[PATCH 02/13] ubi: Rework UBI worker
Richard Weinberger
richard at nod.at
Mon May 30 05:04:23 PDT 2016
>From now on all UBI work is done exclusively within the worker thread.
This relaxes the locking situation a lot. It also allows us to run work
without an extra lock held.
Waiting for work is now implemented using a struct completition.

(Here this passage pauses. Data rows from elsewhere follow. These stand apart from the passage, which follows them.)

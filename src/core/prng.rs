// Caller-owned pseudo-random source.
//
// This is NOT cryptographically secure.
// It is used only for weight initialization, exploration noise and
// reproducible evaluation. Components borrow it; they never own or reseed it.

/// Source of uniform and Gaussian draws.
///
/// Every component in this crate takes `&mut R where R: RandomSource + ?Sized`,
/// so tests can substitute a scripted or recorded sequence.
pub trait RandomSource {
    /// Uniform draw in `[lo, hi)`.
    fn uniform(&mut self, lo: f32, hi: f32) -> f32;

    /// Gaussian draw with the given mean and standard deviation.
    fn gaussian(&mut self, mean: f32, std_dev: f32) -> f32;
}

#[derive(Debug, Clone)]
pub struct Prng {
    state: u64,
    // Second Box-Muller sample, kept so draws come in pairs.
    spare_normal: Option<f32>,
}

impl Prng {
    pub fn new(seed: u64) -> Self {
        // Avoid a zero state.
        let seed = if seed == 0 { 0x9E3779B97F4A7C15 } else { seed };
        Self {
            state: seed,
            spare_normal: None,
        }
    }

    #[inline]
    fn next_u64(&mut self) -> u64 {
        // xorshift64*
        let mut x = self.state;
        x ^= x >> 12;
        x ^= x << 25;
        x ^= x >> 27;
        self.state = x;
        x.wrapping_mul(0x2545F4914F6CDD1D)
    }

    #[inline]
    pub fn next_u32(&mut self) -> u32 {
        (self.next_u64() >> 32) as u32
    }

    #[inline]
    pub fn next_f32_01(&mut self) -> f32 {
        // Convert to [0,1).
        let x = self.next_u32() >> 8;
        (x as f32) / ((1u32 << 24) as f32)
    }

    #[inline]
    pub fn gen_range_f32(&mut self, low: f32, high: f32) -> f32 {
        low + (high - low) * self.next_f32_01()
    }

    #[inline]
    pub fn gen_range_usize(&mut self, low: usize, high: usize) -> usize {
        if high <= low {
            return low;
        }
        let span = (high - low) as u32;
        let v = self.next_u32() % span;
        low + v as usize
    }

    /// Standard normal draw (Box-Muller).
    pub fn next_standard_normal(&mut self) -> f32 {
        if let Some(z) = self.spare_normal.take() {
            return z;
        }

        // u1 in (0,1] so ln() stays finite.
        let u1 = 1.0 - self.next_f32_01();
        let u2 = self.next_f32_01();
        let radius = (-2.0 * u1.ln()).sqrt();
        let theta = core::f32::consts::TAU * u2;

        self.spare_normal = Some(radius * theta.sin());
        radius * theta.cos()
    }
}

impl RandomSource for Prng {
    #[inline]
    fn uniform(&mut self, lo: f32, hi: f32) -> f32 {
        self.gen_range_f32(lo, hi)
    }

    fn gaussian(&mut self, mean: f32, std_dev: f32) -> f32 {
        mean + std_dev * self.next_standard_normal()
    }
}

Signed-off-by: Richard Weinberger <richard at nod.at>
---
drivers/mtd/ubi/build.c | 5 +-
drivers/mtd/ubi/fastmap-wl.c | 12 +-
drivers/mtd/ubi/fastmap.c | 4 +-
drivers/mtd/ubi/ubi.h | 19 +++-
drivers/mtd/ubi/upd.c | 1 +
drivers/mtd/ubi/wl.c | 254 +++++++++++++++++++++++++++++++------------
6 files changed, 211 insertions(+), 84 deletions(-)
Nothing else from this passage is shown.